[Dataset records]
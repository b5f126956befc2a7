//! Engine-wide configuration, loadable from a JSON file.
//!
//! Every section carries `#[serde(default)]`, so a file only needs the keys it
//! changes:
//!
//! ```json
//! { "pricing": { "per_km_rate": 14.0 }, "fleet": { "driver_count": 20 } }
//! ```

use std::fs;
use std::path::Path;

use serde::{Deserialize, Serialize};

use crate::error::ConfigError;
use crate::fleet::FleetParams;
use crate::pricing::PricingConfig;
use crate::resolver::ResolverConfig;
use crate::route::RouteConfig;

#[derive(Debug, Clone, Default, PartialEq, Serialize, Deserialize)]
#[serde(default)]
pub struct EngineConfig {
    pub pricing: PricingConfig,
    pub fleet: FleetParams,
    pub resolver: ResolverConfig,
    pub route: RouteConfig,
}

impl EngineConfig {
    pub fn from_json_str(raw: &str) -> Result<Self, ConfigError> {
        Ok(serde_json::from_str(raw)?)
    }

    pub fn from_json_file(path: impl AsRef<Path>) -> Result<Self, ConfigError> {
        let raw = fs::read_to_string(path)?;
        Self::from_json_str(&raw)
    }

    pub fn to_json_pretty(&self) -> Result<String, ConfigError> {
        Ok(serde_json::to_string_pretty(self)?)
    }
}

# Your instructions:
Copy every line from the entries that contains the word "pricing".

# Expected output:
//! { "pricing": { "per_km_rate": 14.0 }, "fleet": { "driver_count": 20 } }
use crate::pricing::PricingConfig;
    pub pricing: PricingConfig,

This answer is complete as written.